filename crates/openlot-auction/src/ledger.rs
//! In-memory reference implementation of the token ledger.
//!
//! Items are non-fungible and grouped into series with a fixed capacity
//! set at series creation. Good enough for embedding the auction in tests
//! and single-process tools; anything durable implements
//! [`TokenLedger`] against its own storage.

use std::collections::HashMap;

use openlot_types::{AccountId, ItemId, OpenlotError, Result, SeriesId, TokenLedger};

struct SeriesRecord {
    capacity: usize,
    minted: usize,
}

struct ItemRecord {
    owner: AccountId,
    series: SeriesId,
}

/// Owner and series bookkeeping for a set of collectible items.
#[derive(Default)]
pub struct InMemoryTokenLedger {
    series: HashMap<SeriesId, SeriesRecord>,
    items: HashMap<ItemId, ItemRecord>,
}

impl InMemoryTokenLedger {
    #[must_use]
    pub fn new() -> Self {
        Self::default()
    }

    /// Declares a new series with a fixed mint capacity.
    ///
    /// # Errors
    /// Returns [`OpenlotError::Configuration`] if the series already exists.
    pub fn create_series(&mut self, series: SeriesId, capacity: usize) -> Result<()> {
        if self.series.contains_key(&series) {
            return Err(OpenlotError::Configuration(format!(
                "{series} already exists"
            )));
        }
        self.series.insert(
            series,
            SeriesRecord {
                capacity,
                minted: 0,
            },
        );
        Ok(())
    }

    /// Mints `item` into `series`, owned by `to`.
    pub fn mint(&mut self, item: ItemId, series: SeriesId, to: AccountId) -> Result<()> {
        let record = self
            .series
            .get_mut(&series)
            .ok_or(OpenlotError::SeriesNotFound(series))?;
        if self.items.contains_key(&item) {
            return Err(OpenlotError::DuplicateMint(item));
        }
        if record.minted >= record.capacity {
            return Err(OpenlotError::SeriesFull {
                series,
                capacity: record.capacity,
            });
        }
        record.minted += 1;
        self.items.insert(item, ItemRecord { owner: to, series });
        Ok(())
    }

    /// Items minted into a series so far.
    pub fn minted_in(&self, series: SeriesId) -> Result<usize> {
        self.series
            .get(&series)
            .map(|record| record.minted)
            .ok_or(OpenlotError::SeriesNotFound(series))
    }

    /// Total items across all series.
    #[must_use]
    pub fn item_count(&self) -> usize {
        self.items.len()
    }
}

impl TokenLedger for InMemoryTokenLedger {
    fn owner_of(&self, item: ItemId) -> Result<AccountId> {
        self.items
            .get(&item)
            .map(|record| record.owner)
            .ok_or(OpenlotError::ItemNotFound(item))
    }

    fn series_of(&self, item: ItemId) -> Result<SeriesId> {
        self.items
            .get(&item)
            .map(|record| record.series)
            .ok_or(OpenlotError::ItemNotFound(item))
    }

    fn transfer_item(&mut self, item: ItemId, from: AccountId, to: AccountId) -> Result<()> {
        let record = self
            .items
            .get_mut(&item)
            .ok_or(OpenlotError::ItemNotFound(item))?;
        if record.owner != from {
            return Err(OpenlotError::NotItemOwner {
                item,
                account: from,
            });
        }
        record.owner = to;
        Ok(())
    }
}
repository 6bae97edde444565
//! Reset command.

use crate::db::{HistoryRepository, SqliteRepository, StateRepository};
use anyhow::Result;

/// What a reset removed.
#[derive(Debug, Clone, Copy, PartialEq, Eq)]
pub struct ResetOutcome {
    pub states: usize,
    pub answers: usize,
}

/// Clear every knowledge state, and the answer history when asked.
pub fn reset_progress(repo: &SqliteRepository, include_history: bool) -> Result<ResetOutcome> {
    let states = repo.clear_states()?;
    let answers = if include_history {
        repo.clear_history()?
    } else {
        0
    };
    tracing::info!("Reset {} states and {} answers", states, answers);
    Ok(ResetOutcome { states, answers })
}

#[cfg(test)]
mod tests {
    use super::*;
    use study_engine::KnowledgeState;

    #[test]
    fn reset_clears_states_and_optionally_history() {
        let repo = SqliteRepository::open_in_memory().unwrap();
        repo.save_state("a", &KnowledgeState::default()).unwrap();
        repo.save_state("b", &KnowledgeState::default()).unwrap();

        let outcome = reset_progress(&repo, false).unwrap();
        assert_eq!(outcome, ResetOutcome { states: 2, answers: 0 });
        assert!(repo.load_states().unwrap().is_empty());
    }
}
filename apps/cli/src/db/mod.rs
//! Local SQLite database operations.

pub mod date_utils;
pub mod error;
pub mod repository;
pub mod schema;

pub use error::DbError;
pub use repository::{
    AnswerRecord, CalendarData, GoalRepository, HistoryRepository, SettingsRepository,
    SqliteRepository, StateRepository, StatsRepository, StudyStats,
};
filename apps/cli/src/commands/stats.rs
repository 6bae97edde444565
//! Statistics command.

use crate::bank::QuestionBank;
use crate::commands::study::current_goal;
use crate::db::{CalendarData, SettingsRepository, SqliteRepository, StatsRepository, StudyStats};
use anyhow::Result;
use chrono::{DateTime, Utc};
use std::io::Write;
use study_engine::{
    strategy_for, DailyGoal, KnowledgeState, KnowledgeStore, QuestionRef, SchedulingStrategy,
    Stage, StatePersistence, Strength,
};

/// Knowledge summary over a set of questions.
#[derive(Debug, Clone, PartialEq, Default, serde::Serialize)]
pub struct KnowledgeSummary {
    pub total: usize,
    pub new: usize,
    pub learning: usize,
    pub review: usize,
    pub mastered: usize,
    pub due_now: usize,
    /// Counts per strength label, weakest first.
    pub strength: Vec<(&'static str, usize)>,
    pub average_ease: f64,
    pub average_interval: f64,
}

/// Summarize `pool`, or every stored state when no pool is given.
pub fn summarize(
    store: &KnowledgeStore,
    pool: Option<&[QuestionRef]>,
    strategy: &dyn SchedulingStrategy,
    now: DateTime<Utc>,
) -> KnowledgeSummary {
    let states: Vec<KnowledgeState> = match pool {
        Some(pool) => pool.iter().map(|q| store.state_or_default(&q.id)).collect(),
        None => store.iter().map(|(_, state)| state.clone()).collect(),
    };

    let mut summary = KnowledgeSummary {
        total: states.len(),
        strength: [
            Strength::New,
            Strength::Learning,
            Strength::Good,
            Strength::Strong,
            Strength::Mastered,
        ]
        .iter()
        .map(|s| (s.label(), 0))
        .collect(),
        ..KnowledgeSummary::default()
    };

    let mut ease_sum = 0.0;
    let mut interval_sum = 0.0;
    let mut scheduled = 0usize;

    for state in &states {
        match state.stage {
            Stage::New => summary.new += 1,
            Stage::Learning => summary.learning += 1,
            Stage::Review => summary.review += 1,
            Stage::Mastered => summary.mastered += 1,
        }
        if strategy.is_due(state, now) {
            summary.due_now += 1;
        }
        let label = strategy.strength(state).label();
        if let Some(entry) = summary.strength.iter_mut().find(|(l, _)| *l == label) {
            entry.1 += 1;
        }
        if !state.is_new() {
            ease_sum += state.ease_factor;
            interval_sum += f64::from(state.interval_days);
            scheduled += 1;
        }
    }

    if scheduled > 0 {
        summary.average_ease = ease_sum / scheduled as f64;
        summary.average_interval = interval_sum / scheduled as f64;
    }
    summary
}

/// Print knowledge, history and goal statistics.
pub fn show_stats<W: Write>(
    repo: &SqliteRepository,
    bank: Option<&QuestionBank>,
    output: &mut W,
) -> Result<()> {
    let now = Utc::now();
    let settings = repo.get_settings()?;
    let strategy = strategy_for(settings.strategy);
    let store = repo.load()?;
    let summary = summarize(
        &store,
        bank.map(QuestionBank::questions),
        strategy.as_ref(),
        now,
    );
    let history = repo.get_study_stats(settings.daily_reset_hour)?;
    let calendar = repo.get_calendar_data(7, settings.daily_reset_hour)?;

    write_summary(&summary, strategy.name(), output)?;
    write_history(&history, &calendar, output)?;
    if let Some(goal) = current_goal(repo, &settings, now)? {
        write_goal(&goal, output)?;
    }
    Ok(())
}

fn write_summary<W: Write>(
    summary: &KnowledgeSummary,
    strategy: &str,
    output: &mut W,
) -> Result<()> {
    writeln!(output, "Questions ({strategy}): {}", summary.total)?;
    writeln!(
        output,
        "  new {}  learning {}  review {}  mastered {}  due now {}",
        summary.new, summary.learning, summary.review, summary.mastered, summary.due_now
    )?;
    let strength: Vec<String> = summary
        .strength
        .iter()
        .map(|(label, count)| format!("{label} {count}"))
        .collect();
    writeln!(output, "  strength: {}", strength.join(", "))?;
    writeln!(
        output,
        "  average ease {:.2}, average interval {:.1} days",
        summary.average_ease, summary.average_interval
    )?;
    Ok(())
}

fn write_history<W: Write>(
    history: &StudyStats,
    calendar: &[CalendarData],
    output: &mut W,
) -> Result<()> {
    writeln!(
        output,
        "Today: {} answers on {} questions, {} correct",
        history.answers_today, history.questions_today, history.correct_today
    )?;
    writeln!(
        output,
        "All time: {} answers, {:.0}% correct, {} active day(s)",
        history.total_answers,
        history.accuracy * 100.0,
        history.active_days
    )?;
    let days: Vec<String> = calendar
        .iter()
        .map(|day| format!("{} {}", &day.date[5..], day.answers))
        .collect();
    writeln!(output, "Last 7 days: {}", days.join(" | "))?;
    Ok(())
}

fn write_goal<W: Write>(goal: &DailyGoal, output: &mut W) -> Result<()> {
    writeln!(
        output,
        "Daily goal ({}): {}/{} questions, {}/{} minutes, {:.0}%, streak {} day(s)",
        goal.last_active_date,
        goal.completed_count,
        goal.target_count,
        goal.minutes_spent,
        goal.target_minutes,
        goal.progress() * 100.0,
        goal.current_streak()
    )?;
    Ok(())
}

#[cfg(test)]
mod tests {
    use super::*;
    use crate::db::date_utils::get_adjusted_today_string;
    use crate::db::{GoalRepository, StateRepository};
    use chrono::TimeZone;
    use pretty_assertions::assert_eq;
    use study_engine::{AnswerEvent, StrategyKind};

    fn now() -> DateTime<Utc> {
        Utc.with_ymd_and_hms(2024, 4, 10, 12, 0, 0).unwrap()
    }

    fn pool() -> Vec<QuestionRef> {
        ["a", "b", "c", "d"].into_iter().map(QuestionRef::new).collect()
    }

    #[test]
    fn summary_counts_unanswered_pool_questions_as_new() {
        let strategy = strategy_for(StrategyKind::Sm2);
        let mut store = KnowledgeStore::new();
        let fresh = KnowledgeState::default();
        let answered = strategy.apply(&fresh, &AnswerEvent::correct("a"), now());
        store.set("a", answered);
        let failed = strategy.apply(&fresh, &AnswerEvent::incorrect("b"), now());
        store.set("b", failed);

        let summary = summarize(&store, Some(&pool()), strategy.as_ref(), now());
        assert_eq!(summary.total, 4);
        assert_eq!(summary.new, 2);
        assert_eq!(summary.review, 1);
        assert_eq!(summary.learning, 1);
        assert_eq!(summary.due_now, 0);
        assert_eq!(summary.strength[0], ("New", 2));
        assert_eq!(summary.average_interval, 1.0);

        let stored_only = summarize(&store, None, strategy.as_ref(), now());
        assert_eq!(stored_only.total, 2);
        assert_eq!(stored_only.new, 0);
    }

    #[test]
    fn show_stats_prints_every_block() {
        let repo = SqliteRepository::open_in_memory().unwrap();
        repo.save_state("a", &KnowledgeState::default()).unwrap();
        repo.save_goal(&DailyGoal {
            target_count: 5,
            completed_count: 3,
            target_minutes: 0,
            minutes_spent: 0,
            streak_days: 1,
            last_active_date: "2020-01-01".to_string(),
        })
        .unwrap();

        let mut output = Vec::new();
        show_stats(&repo, None, &mut output).unwrap();
        let text = String::from_utf8(output).unwrap();

        assert!(text.contains("Questions (sm2): 1"));
        assert!(text.contains("All time: 0 answers"));
        let today = get_adjusted_today_string(0);
        assert!(text.contains(&format!("Daily goal ({today}): 0/5 questions")));
        assert!(text.contains("streak 0 day(s)"));
        assert_eq!(
            repo.get_goal().unwrap().map(|g| g.last_active_date),
            Some(today)
        );
    }
}
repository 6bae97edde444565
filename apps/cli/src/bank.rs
//! Question bank loading.
//!
//! A bank is a JSON document of sections, each holding quizzes of
//! questions:
//!
//! ```json
//! { "sections": [ { "name": "Basics", "quizzes": [
//!     { "name": "Ownership", "questions": [
//!         { "id": "own-1", "prompt": "Who frees a Box?", "answer": "Its owner" }
//!     ] }
//! ] } ] }
//! ```

use serde::Deserialize;
use std::collections::HashMap;
use std::path::Path;
use study_engine::QuestionRef;
use thiserror::Error;

#[derive(Debug, Error)]
pub enum BankError {
    #[error("failed to read question bank: {0}")]
    Io(#[from] std::io::Error),

    #[error("invalid question bank: {0}")]
    Json(#[from] serde_json::Error),

    #[error("duplicate question id: {0}")]
    DuplicateId(String),

    #[error("question in {section}/{quiz} has an empty id")]
    EmptyId { section: String, quiz: String },
}

#[derive(Debug, Deserialize)]
struct BankFile {
    sections: Vec<SectionFile>,
}

#[derive(Debug, Deserialize)]
struct SectionFile {
    name: String,
    quizzes: Vec<QuizFile>,
}

#[derive(Debug, Deserialize)]
struct QuizFile {
    name: String,
    questions: Vec<CardFile>,
}

#[derive(Debug, Deserialize)]
struct CardFile {
    id: String,
    prompt: String,
    answer: String,
}

/// Display text for one question.
#[derive(Debug, Clone, PartialEq, Eq)]
pub struct Card {
    pub prompt: String,
    pub answer: String,
}

/// Loaded questions in bank order, with their display text.
#[derive(Debug, Clone, Default)]
pub struct QuestionBank {
    questions: Vec<QuestionRef>,
    cards: HashMap<String, Card>,
}

impl QuestionBank {
    pub fn load<P: AsRef<Path>>(path: P) -> Result<Self, BankError> {
        let content = std::fs::read_to_string(path)?;
        Self::from_json(&content)
    }

    pub fn from_json(json: &str) -> Result<Self, BankError> {
        let file: BankFile = serde_json::from_str(json)?;
        let mut bank = Self::default();

        for section in file.sections {
            for quiz in section.quizzes {
                for card in quiz.questions {
                    if card.id.trim().is_empty() {
                        return Err(BankError::EmptyId {
                            section: section.name.clone(),
                            quiz: quiz.name.clone(),
                        });
                    }
                    if bank.cards.contains_key(&card.id) {
                        return Err(BankError::DuplicateId(card.id));
                    }

                    bank.questions.push(
                        QuestionRef::new(card.id.clone())
                            .with_section(section.name.clone())
                            .with_quiz(quiz.name.clone()),
                    );
                    bank.cards.insert(
                        card.id,
                        Card {
                            prompt: card.prompt,
                            answer: card.answer,
                        },
                    );
                }
            }
        }

        Ok(bank)
    }

    pub fn questions(&self) -> &[QuestionRef] {
        &self.questions
    }

    pub fn card(&self, id: &str) -> Option<&Card> {
        self.cards.get(id)
    }

    pub fn len(&self) -> usize {
        self.questions.len()
    }

    pub fn is_empty(&self) -> bool {
        self.questions.is_empty()
    }

    /// Distinct section names in bank order.
    pub fn sections(&self) -> Vec<&str> {
        let mut names: Vec<&str> = Vec::new();
        for name in self.questions.iter().filter_map(|q| q.section.as_deref()) {
            if !names.contains(&name) {
                names.push(name);
            }
        }
        names
    }
}
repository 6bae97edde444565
//! Database error types.

use thiserror::Error;

#[derive(Debug, Error)]
pub enum DbError {
    #[error("sqlite error: {0}")]
    Sqlite(#[from] rusqlite::Error),

    #[error("invalid data: {0}")]
    InvalidData(String),
}
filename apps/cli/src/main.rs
fn main() -> anyhow::Result<()> {
    study_cli::run()
}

::::::::

**ACTIVITY:** Lines in the material above that include the string "names" should be listed.

**TASK OUTPUT:**
    /// Distinct section names in bank order.
        let mut names: Vec<&str> = Vec::new();
            if !names.contains(&name) {
                names.push(name);
        names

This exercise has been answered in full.